Elizabeth Tollet's Hypatia touches on several controversial gender-related issues. Although the poem was published in 1724, much of its content is still very relevant today not only to young women, but to all people. .
In lines 31-40 Tollet speaks of the tragedy of lost "wit" due to neglect. By "wit" Tollet means intellect, or the potential for intellectual thought. During Tollet's time, women were mostly regarded as ornaments to their men. They were condemned to a life of servitude to their husbands. Although she refuses to believe that women are not competent of abstract thought and relevant intellectual speculation, she does however recognize that if women continue to let this potential go unused they are domed to be robbed of it altogether. However, if not this path, then there is only one other way to go: When thought is left to ferment in the mind of a human, and for ages this person is only able to entertain this thought, and constantly mull over it, but never actually act on it, this thought is bound to become saturated in over-analysis.
Wit unemployed become a dang"rous thing,.
As waters stagnate and defile their spring.
The cultivated mind, a fertile soil,.
With rich increase rewards the useful toil:.
But fallow left, an hateful crop succeeds.
Of tangling brambles and pernicious weeds;.
"Tis endless labour then the ground to clear, .
And trust the doubtful earnest of the year. (31-38).
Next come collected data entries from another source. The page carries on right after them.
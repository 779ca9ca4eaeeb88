//! Frame codec for accumulating partial reads.
//!
//! Uses `bytes::BytesMut` for the receive buffer. [`decode`] only ever
//! consumes bytes once a complete record is present, so it can be called
//! repeatedly against a buffer that is still growing: every call on an
//! incomplete record returns `None` and leaves the buffer untouched, and
//! the call that finally sees the record separator yields the same message
//! no matter how many attempts preceded it.
//!
//! # Example
//!
//! ```
//! use bytes::BytesMut;
//! use edrelay::protocol::{decode, encode};
//!
//! let mut buf = BytesMut::new();
//! encode(&["edit", "/tmp", "notes.txt"], &mut buf);
//!
//! let msg = decode(&mut buf).unwrap();
//! assert_eq!(msg.field(0), Some(&b"edit"[..]));
//! assert!(buf.is_empty());
//! ```

use bytes::{BufMut, BytesMut};

use super::message::Message;
use super::{FIELD_SEP, RECORD_SEP};

/// Extract one complete message from the front of the buffer.
///
/// Scans for the record separator. If none is present yet, returns `None`
/// without mutating the buffer. Otherwise the record (including its
/// terminating separator) is split off the front and its body is split on
/// the field separator into owned [`bytes::Bytes`] fields.
///
/// A record always decodes to at least one field; a bare record separator
/// decodes to a single empty field.
pub fn decode(buf: &mut BytesMut) -> Option<Message> {
    let end = buf.iter().position(|&b| b == RECORD_SEP)?;
    let record = buf.split_to(end + 1).freeze();

    let mut fields = Vec::new();
    let mut start = 0;
    for i in 0..end {
        if record[i] == FIELD_SEP {
            fields.push(record.slice(start..i));
            start = i + 1;
        }
    }
    fields.push(record.slice(start..end));

    Some(Message::new(fields))
}

/// Append one encoded message to the output buffer.
///
/// Joins the fields with the field separator and terminates the record
/// with the record separator. Performs no I/O.
///
/// Payload precondition: fields must not contain [`FIELD_SEP`] or
/// [`RECORD_SEP`]. The protocol has no escaping; a reserved byte inside a
/// field would silently corrupt framing for the receiving side.
pub fn encode<B: AsRef<[u8]>>(fields: &[B], out: &mut BytesMut) {
    for (i, field) in fields.iter().enumerate() {
        if i > 0 {
            out.put_u8(FIELD_SEP);
        }
        out.extend_from_slice(field.as_ref());
    }
    out.put_u8(RECORD_SEP);
}
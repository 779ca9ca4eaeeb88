//! Server-mode broker: accept loop, routing policy, connection sweep.
//!
//! The [`Broker`] multiplexes one editor connection (slot 0, wired to the
//! process's stdio by `main`) against any number of helper connections
//! accepted from the loopback listener. Messages from a helper are
//! forwarded to the editor prefixed with the helper's identity; messages
//! from the editor carry a destination identity in field 0 and are
//! forwarded, with that field stripped, to the matching helper.
//!
//! Loss of a helper is absorbed: the connection is swept out of the
//! active set and anything addressed to it afterwards is dropped. Loss of
//! the editor is escalated: with nothing left to route to, [`Broker::run`]
//! returns [`RelayError::EditorLost`] and the process exits.

use std::net::{Ipv4Addr, TcpListener};

use bytes::Bytes;

use crate::connection::Connection;
use crate::error::{RelayError, Result};
use crate::poller;
use crate::protocol::Message;

/// Slot of the editor connection in the active set.
const EDITOR: usize = 0;

/// The relay broker: connection list, listener, identity counter.
pub struct Broker {
    conns: Vec<Connection>,
    listener: TcpListener,
    next_id: u64,
}

impl Broker {
    /// Bind the loopback listener on an ephemeral port and install the
    /// editor connection in slot 0.
    pub fn bind(editor: Connection) -> Result<Self> {
        let listener = TcpListener::bind((Ipv4Addr::LOCALHOST, 0))?;
        listener.set_nonblocking(true)?;
        let broker = Self {
            conns: vec![editor],
            listener,
            next_id: 0,
        };
        tracing::debug!(port = broker.port()?, "listening");
        Ok(broker)
    }

    /// The OS-chosen listener port.
    pub fn port(&self) -> Result<u16> {
        Ok(self.listener.local_addr()?.port())
    }

    /// Enqueue the startup control message announcing the listener port
    /// to the editor: `"" FS "port" FS <port>`. The empty leading field
    /// is the broker's own source identity.
    pub fn announce_port(&mut self) -> Result<()> {
        let port = self.port()?.to_string();
        let fields: [&[u8]; 3] = [b"", b"port", port.as_bytes()];
        self.conns[EDITOR].enqueue(&fields);
        Ok(())
    }

    /// Serve until the editor connection is lost.
    pub fn run(&mut self) -> Result<()> {
        loop {
            self.step()?;
        }
    }

    /// One event-loop iteration: wait, accept, drain, dispatch.
    pub fn step(&mut self) -> Result<()> {
        if poller::sync(&mut self.conns, Some(&self.listener))? {
            self.accept_one();
        }
        self.dispatch()
    }

    /// Accept at most one pending helper connection. The poll is
    /// level-triggered, so a longer backlog is reported again on the
    /// next wait.
    fn accept_one(&mut self) {
        match self.listener.accept() {
            Ok((stream, addr)) => {
                self.next_id += 1;
                let id = self.next_id.to_string();
                match Connection::from_stream(stream, id) {
                    Ok(conn) => {
                        tracing::debug!(id = conn.id(), %addr, "helper connected");
                        self.conns.push(conn);
                    }
                    Err(e) => tracing::warn!("failed to set up helper connection: {e}"),
                }
            }
            Err(e) if e.kind() == std::io::ErrorKind::WouldBlock => {}
            Err(e) => tracing::warn!("accept failed: {e}"),
        }
    }

    /// Sweep closed connections and route every complete message, FIFO
    /// per source connection.
    fn dispatch(&mut self) -> Result<()> {
        let mut i = 0;
        while i < self.conns.len() {
            if self.conns[i].is_closed() {
                if i == EDITOR {
                    return Err(RelayError::EditorLost(self.conns[EDITOR].take_error()));
                }
                let conn = self.conns.remove(i);
                tracing::debug!(id = conn.id(), "helper disconnected");
                continue;
            }
            while let Some(msg) = self.conns[i].next_message() {
                self.route(i, msg);
            }
            i += 1;
        }
        Ok(())
    }

    /// Routing policy for one complete message.
    fn route(&mut self, origin: usize, msg: Message) {
        if origin == EDITOR {
            // Field 0 names the destination; anything shorter carries
            // nowhere to deliver to and is dropped.
            if msg.len() < 2 {
                tracing::trace!("malformed editor message dropped");
                return;
            }
            let fields = msg.into_fields();
            let Some((dst, rest)) = fields.split_first() else {
                return;
            };
            match self
                .conns
                .iter_mut()
                .skip(1)
                .find(|c| c.id().as_bytes() == &dst[..])
            {
                Some(conn) => conn.enqueue(rest),
                None => {
                    // The destination may have disconnected already.
                    tracing::trace!("message for unknown destination dropped");
                }
            }
        } else {
            let id = Bytes::copy_from_slice(self.conns[origin].id().as_bytes());
            let mut fields = msg.into_fields();
            fields.insert(0, id);
            self.conns[EDITOR].enqueue(&fields);
        }
    }
}
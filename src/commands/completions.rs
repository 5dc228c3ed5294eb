//! Shell completions command

use clap::CommandFactory;
use clap_complete::Shell;
use std::io::Write;

use crate::cli::CompletionsArgs;
use crate::error::Result;

/// Generate shell completions to stdout
pub fn run(args: CompletionsArgs) -> Result<()> {
    generate(args.shell, &mut std::io::stdout().lock());
    Ok(())
}

fn generate(shell: Shell, out: &mut dyn Write) {
    let mut cmd = <crate::cli::Cli as CommandFactory>::command();
    clap_complete::generate(shell, &mut cmd, "moog-setup", out);
}
//! Template staging
//!
//! The MOOG tree ships makefiles and two Fortran sources holding reserved
//! tokens (`$SMLIB`, `$SRCDIR`, ...). Staging rewrites them in place with the
//! resolved values, after keeping a byte-identical `.original` backup of each
//! file and a [`journal::StageJournal`] describing the set.
//!
//! Staging is all-or-nothing:
//! 1. every template is read and checked for its expected tokens
//! 2. the journal is written, then every backup
//! 3. only then are working files rewritten
//!
//! A failure in steps 1-2 leaves no file changed. A failure in step 3 restores
//! the files already rewritten before returning.

pub mod journal;
pub mod token;

use std::ffi::OsString;
use std::fs;
use std::path::{Path, PathBuf};

use tracing::{debug, info, warn};
use walkdir::WalkDir;
use wax::{CandidatePath, Glob, Pattern};

use crate::error::{Result, SetupError};
use crate::hash;
use crate::restore;

pub use journal::{JOURNAL_FILE, JournalEntry, StageJournal};
pub use token::{Token, TokenValues};

/// Suffix appended to a template's path for its backup
pub const BACKUP_SUFFIX: &str = ".original";

/// Fortran sources that embed the source root path
pub const SOURCE_TEMPLATES: [&str; 2] = ["Moog.f", "Moogsilent.f"];

const MAKEFILE_PATTERN: &str = "Makefile*";

/// A checked-in template and the tokens it must contain
#[derive(Debug, Clone, PartialEq, Eq)]
pub struct TemplateSpec {
    pub path: PathBuf,
    pub expected: Vec<Token>,
}

/// Find every template in the source root
///
/// All `Makefile*` files are staged (not only the ones built on this host) so
/// that the tree stays consistent; each must reference `$SMLIB`. The two MOOG
/// driver sources must exist and reference `$SRCDIR`.
pub fn discover(source_dir: &Path) -> Result<Vec<TemplateSpec>> {
    if !source_dir.is_dir() {
        return Err(SetupError::FileNotFound {
            path: source_dir.display().to_string(),
        });
    }

    let glob = Glob::new(MAKEFILE_PATTERN).map_err(|e| SetupError::StagingFailed {
        path: source_dir.display().to_string(),
        reason: e.to_string(),
    })?;

    let mut makefiles: Vec<PathBuf> = WalkDir::new(source_dir)
        .min_depth(1)
        .max_depth(1)
        .into_iter()
        .filter_map(|e| e.ok())
        .filter(|e| e.file_type().is_file())
        .filter(|e| {
            let name = e.file_name().to_string_lossy();
            !name.ends_with(BACKUP_SUFFIX)
                && glob.matched(&CandidatePath::from(name.as_ref())).is_some()
        })
        .map(walkdir::DirEntry::into_path)
        .collect();
    makefiles.sort();

    let mut specs: Vec<TemplateSpec> = makefiles
        .into_iter()
        .map(|path| TemplateSpec {
            path,
            expected: vec![Token::SmLib],
        })
        .collect();

    for name in SOURCE_TEMPLATES {
        let path = source_dir.join(name);
        if !path.is_file() {
            return Err(SetupError::FileNotFound {
                path: path.display().to_string(),
            });
        }
        specs.push(TemplateSpec {
            path,
            expected: vec![Token::SrcDir],
        });
    }

    debug!(count = specs.len(), "discovered templates");
    Ok(specs)
}

/// Backup location for a working file
pub fn backup_path_for(path: &Path) -> PathBuf {
    let mut name = OsString::from(path.as_os_str());
    name.push(BACKUP_SUFFIX);
    PathBuf::from(name)
}

/// One template taking part in a run
///
/// `backup_path` is `Some` exactly while `working_path` holds substituted
/// content.
#[derive(Debug, Clone, PartialEq, Eq)]
pub struct BuildTarget {
    pub working_path: PathBuf,
    pub backup_path: Option<PathBuf>,
    pub expected: Vec<Token>,
    pub substitutions: TokenValues,
}

impl BuildTarget {
    pub fn new(spec: TemplateSpec, values: &TokenValues) -> Self {
        Self {
            working_path: spec.path,
            backup_path: None,
            expected: spec.expected,
            substitutions: values.clone(),
        }
    }

    /// Target for a file known to be staged by an earlier run
    pub fn adopted(working_path: PathBuf, backup_path: PathBuf) -> Self {
        Self {
            working_path,
            backup_path: Some(backup_path),
            expected: Vec::new(),
            substitutions: TokenValues::new(),
        }
    }

    pub fn backup_location(&self) -> PathBuf {
        backup_path_for(&self.working_path)
    }

    pub fn is_staged(&self) -> bool {
        self.backup_path.is_some()
    }
}

/// Working file content before and after substitution
struct Prepared {
    original: Vec<u8>,
    staged: Vec<u8>,
}

/// Stages templates inside one source root
#[derive(Debug, Clone)]
pub struct TemplateEngine {
    source_dir: PathBuf,
}

impl TemplateEngine {
    pub fn new(source_dir: impl Into<PathBuf>) -> Self {
        Self {
            source_dir: source_dir.into(),
        }
    }

    pub fn source_dir(&self) -> &Path {
        &self.source_dir
    }

    pub fn journal_path(&self) -> PathBuf {
        self.source_dir.join(JOURNAL_FILE)
    }

    /// Leftovers of an earlier staging that was never restored
    ///
    /// Includes the journal itself, any backup of a known template, and any
    /// backup the journal lists (its working file may have been removed).
    pub fn stale_files(&self, targets: &[BuildTarget]) -> Vec<PathBuf> {
        let mut stale: Vec<PathBuf> = targets
            .iter()
            .map(BuildTarget::backup_location)
            .filter(|p| p.exists())
            .collect();

        let journal_path = self.journal_path();
        if journal_path.exists() {
            match StageJournal::load(&journal_path) {
                Ok(Some(journal)) => {
                    for entry in journal.entries {
                        if entry.backup.exists() && !stale.contains(&entry.backup) {
                            stale.push(entry.backup);
                        }
                    }
                }
                Ok(None) => {}
                Err(e) => warn!("ignoring unreadable stage journal: {e}"),
            }
            stale.push(journal_path);
        }

        stale
    }

    /// Back up and substitute every target
    pub fn stage(&self, targets: &mut [BuildTarget]) -> Result<()> {
        if let Some(target) = targets.iter().find(|t| t.is_staged()) {
            return Err(SetupError::StagingFailed {
                path: target.working_path.display().to_string(),
                reason: "already staged".to_string(),
            });
        }

        let stale = self.stale_files(targets);
        if !stale.is_empty() {
            return Err(SetupError::StaleBackup {
                paths: stale
                    .iter()
                    .map(|p| p.display().to_string())
                    .collect::<Vec<_>>()
                    .join(", "),
            });
        }

        let prepared = targets
            .iter()
            .map(prepare)
            .collect::<Result<Vec<Prepared>>>()?;

        // Digests come from the bytes just read, and the journal goes to disk
        // before any backup so a half-written backup can always be detected.
        let journal = StageJournal::new(
            targets
                .iter()
                .zip(&prepared)
                .map(|(target, prepared)| JournalEntry {
                    working: target.working_path.clone(),
                    backup: target.backup_location(),
                    digest: hash::hash_bytes(&prepared.original),
                })
                .collect(),
        );
        if let Err(e) = journal.save(&self.journal_path()) {
            let _ = fs::remove_file(self.journal_path());
            return Err(e);
        }

        for (done, entry) in journal.entries.iter().enumerate() {
            if let Err(e) = fs::copy(&entry.working, &entry.backup) {
                discard(journal.entries[..done].iter().map(|written| written.backup.as_path()));
                if entry.backup.is_file() {
                    let _ = fs::remove_file(&entry.backup);
                }
                let _ = fs::remove_file(self.journal_path());
                return Err(SetupError::StagingFailed {
                    path: entry.backup.display().to_string(),
                    reason: e.to_string(),
                });
            }
        }

        for (target, entry) in targets.iter_mut().zip(journal.entries) {
            target.backup_path = Some(entry.backup);
        }

        let mut write_error = None;
        for (target, prepared) in targets.iter().zip(&prepared) {
            if let Err(e) = fs::write(&target.working_path, &prepared.staged) {
                write_error = Some(SetupError::StagingFailed {
                    path: target.working_path.display().to_string(),
                    reason: e.to_string(),
                });
                break;
            }
        }

        if let Some(failed) = write_error {
            restore::restore(targets, &self.journal_path())?;
            return Err(failed);
        }

        info!(count = targets.len(), "staged templates");
        Ok(())
    }
}

fn prepare(target: &BuildTarget) -> Result<Prepared> {
    let path = &target.working_path;
    let original = fs::read(path).map_err(|e| SetupError::FileReadFailed {
        path: path.display().to_string(),
        reason: e.to_string(),
    })?;

    if let Some(token) = token::missing_tokens(&original, &target.expected).first() {
        return Err(SetupError::MissingToken {
            path: path.display().to_string(),
            token: token.marker().to_string(),
        });
    }

    let staged = token::substitute(&original, &target.substitutions);
    if token::contains_any(&staged) {
        debug!(path = %path.display(), "markers without a value left in place");
    }
    Ok(Prepared { original, staged })
}

fn discard<'a>(paths: impl Iterator<Item = &'a Path>) {
    for path in paths {
        if let Err(e) = fs::remove_file(path) {
            warn!("failed to remove {}: {e}", path.display());
        }
    }
}
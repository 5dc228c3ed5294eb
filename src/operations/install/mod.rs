//! The install pipeline
//!
//! `ToolchainResolved -> Staged -> Built -> Restored -> {Installed | InstallSkipped}`
//!
//! Everything that can fail before staging does so with the tree untouched.
//! Once staged, the tree is owned by a [`StagedTree`] so the templates are
//! restored on every way out of [`InstallOperation::run`], including a
//! panic in the build phase.

pub mod display;

use std::sync::atomic::AtomicBool;

use tracing::{debug, info};

use crate::build::{BuildDriver, BuildReport, BuildTool};
use crate::config::Settings;
use crate::error::{EXIT_ALL_VARIANTS_FAILED, EXIT_INSTALL_SKIPPED, Result, SetupError};
use crate::installer::{self, InstallOutcome, Installer, PrivilegeCheck, StepOutcome};
use crate::lock::{self, RunLock};
use crate::platform::PlatformProfile;
use crate::restore::{self, StagedTree};
use crate::template::{self, BuildTarget, TemplateEngine};
use crate::toolchain::{self, CompilerProbe, ToolchainConfig};

/// Options for one install run
#[derive(Debug, Clone, Copy, Default)]
pub struct InstallOptions {
    /// Stage, build and restore, but never install
    pub dry_run: bool,
    /// Restore a tree left staged by an interrupted run before staging
    pub recover: bool,
}

/// Everything a completed run did
#[derive(Debug, Clone)]
pub struct RunSummary {
    pub profile: PlatformProfile,
    pub toolchain: ToolchainConfig,
    /// Templates put back from an earlier interrupted run
    pub recovered: usize,
    pub report: BuildReport,
    pub install: InstallOutcome,
    pub framework: StepOutcome,
}

impl RunSummary {
    pub fn exit_code(&self) -> i32 {
        match self.install {
            InstallOutcome::Installed { .. } | InstallOutcome::DryRun => 0,
            InstallOutcome::PermissionDenied { .. } => EXIT_INSTALL_SKIPPED,
            InstallOutcome::NothingBuilt => EXIT_ALL_VARIANTS_FAILED,
        }
    }
}

pub struct InstallOperation<'a> {
    settings: &'a Settings,
    probe: &'a dyn CompilerProbe,
    tool: &'a dyn BuildTool,
    privilege: &'a dyn PrivilegeCheck,
    interrupt: &'a AtomicBool,
}

impl<'a> InstallOperation<'a> {
    pub fn new(
        settings: &'a Settings,
        probe: &'a dyn CompilerProbe,
        tool: &'a dyn BuildTool,
        privilege: &'a dyn PrivilegeCheck,
        interrupt: &'a AtomicBool,
    ) -> Self {
        Self {
            settings,
            probe,
            tool,
            privilege,
            interrupt,
        }
    }

    /// Pick the compiler for `profile`; touches nothing on disk
    pub fn toolchain(&self, profile: &PlatformProfile) -> Result<ToolchainConfig> {
        let toolchain = toolchain::resolve(profile, self.probe, self.settings.compiler)?;
        info!(compiler = %toolchain.compiler, "toolchain resolved");
        Ok(toolchain)
    }

    /// Run the whole pipeline
    pub fn execute(&self, profile: &PlatformProfile, options: InstallOptions) -> Result<RunSummary> {
        let toolchain = self.toolchain(profile)?;
        self.run(profile, toolchain, options)
    }

    /// Run the pipeline with an already resolved toolchain
    pub fn run(
        &self,
        profile: &PlatformProfile,
        toolchain: ToolchainConfig,
        options: InstallOptions,
    ) -> Result<RunSummary> {
        let _lock = RunLock::try_acquire(&lock::lock_path_for(&self.settings.repo_root))?;

        let engine = TemplateEngine::new(&self.settings.source_dir);
        let values = self.settings.token_values(profile, &toolchain);
        let targets: Vec<BuildTarget> = template::discover(engine.source_dir())?
            .into_iter()
            .map(|spec| BuildTarget::new(spec, &values))
            .collect();

        let recovered = if options.recover {
            restore::recover(&engine, &targets)?
        } else {
            0
        };

        let tree = StagedTree::stage(&engine, targets)?;
        debug!(count = tree.targets().len(), "templates staged");

        let report =
            BuildDriver::new(self.tool, engine.source_dir(), self.interrupt).run(&profile.variants);

        let restored = tree.restore()?;
        debug!(restored, "templates restored");

        if report.interrupted {
            return Err(SetupError::Interrupted);
        }

        let install = if options.dry_run {
            if report.any_succeeded() {
                InstallOutcome::DryRun
            } else {
                InstallOutcome::NothingBuilt
            }
        } else {
            Installer::new(&self.settings.source_dir, &self.settings.prefix, self.privilege)
                .install(&report.results)?
        };

        let framework = installer::framework::copy_framework(
            self.settings.framework.as_ref(),
            &install,
            self.privilege,
        );

        Ok(RunSummary {
            profile: profile.clone(),
            toolchain,
            recovered,
            report,
            install,
            framework,
        })
    }
}
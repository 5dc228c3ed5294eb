//! Stage journal
//!
//! A small JSON record written next to the templates while they are staged.
//! It survives a crash so a later run can tell which files were rewritten and
//! check each backup against the digest of the original it replaced.

use std::fs;
use std::path::{Path, PathBuf};

use serde::{Deserialize, Serialize};

use crate::error::{Result, SetupError};

/// Journal file name inside the source root
pub const JOURNAL_FILE: &str = ".moog-setup-stage.json";

#[derive(Debug, Clone, PartialEq, Eq, Serialize, Deserialize)]
pub struct JournalEntry {
    pub working: PathBuf,
    pub backup: PathBuf,
    /// BLAKE3 digest of the original content
    pub digest: String,
}

#[derive(Debug, Clone, Default, PartialEq, Eq, Serialize, Deserialize)]
pub struct StageJournal {
    /// PID of the run that staged the tree
    pub pid: u32,
    pub entries: Vec<JournalEntry>,
}

impl StageJournal {
    pub fn new(entries: Vec<JournalEntry>) -> Self {
        Self {
            pid: std::process::id(),
            entries,
        }
    }

    /// Load the journal at `path`, `None` if there is none
    pub fn load(path: &Path) -> Result<Option<Self>> {
        if !path.exists() {
            return Ok(None);
        }

        let content = fs::read_to_string(path).map_err(|e| SetupError::FileReadFailed {
            path: path.display().to_string(),
            reason: e.to_string(),
        })?;

        let journal = serde_json::from_str(&content).map_err(|e| SetupError::StagingFailed {
            path: path.display().to_string(),
            reason: format!("unreadable stage journal: {e}"),
        })?;

        Ok(Some(journal))
    }

    pub fn save(&self, path: &Path) -> Result<()> {
        let json = serde_json::to_string_pretty(self)?;
        fs::write(path, json).map_err(|e| SetupError::StagingFailed {
            path: path.display().to_string(),
            reason: e.to_string(),
        })
    }

    /// Recorded digest for the original of `working`
    pub fn digest_for(&self, working: &Path) -> Option<&str> {
        self.entries
            .iter()
            .find(|e| e.working == working)
            .map(|e| e.digest.as_str())
    }
}

#[cfg(test)]
mod tests {
    use super::*;
    use tempfile::TempDir;

    #[test]
    fn test_load_missing_journal() {
        let temp = TempDir::new().unwrap();
        assert!(
            StageJournal::load(&temp.path().join(JOURNAL_FILE))
                .unwrap()
                .is_none()
        );
    }

    #[test]
    fn test_save_and_load() {
        let temp = TempDir::new().unwrap();
        let path = temp.path().join(JOURNAL_FILE);
        let journal = StageJournal::new(vec![JournalEntry {
            working: temp.path().join("Moog.f"),
            backup: temp.path().join("Moog.f.original"),
            digest: "blake3:abc".to_string(),
        }]);

        journal.save(&path).unwrap();
        let loaded = StageJournal::load(&path).unwrap().unwrap();

        assert_eq!(loaded, journal);
        assert_eq!(
            loaded.digest_for(&temp.path().join("Moog.f")),
            Some("blake3:abc")
        );
        assert_eq!(loaded.digest_for(&temp.path().join("Other.f")), None);
    }

    #[test]
    fn test_corrupt_journal() {
        let temp = TempDir::new().unwrap();
        let path = temp.path().join(JOURNAL_FILE);
        fs::write(&path, "{ not json").unwrap();
        assert!(matches!(
            StageJournal::load(&path),
            Err(SetupError::StagingFailed { .. })
        ));
    }
}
In lines 35-38 of this passage Tollet describes the ramifications of this "unemployed wit,"- the compounding of ignorance through generations of stagnant intellectual activity. If women continue to allow this stereotype to define them, they will never be able to dig themselves out of the hole they have co-created. After all these untruths and misinterpreted ideas of women's mental complexities have settles in, i.e. after "the tangling of brambles and pernicious weeds," it will be difficult to clear the name after so much damage has already been done.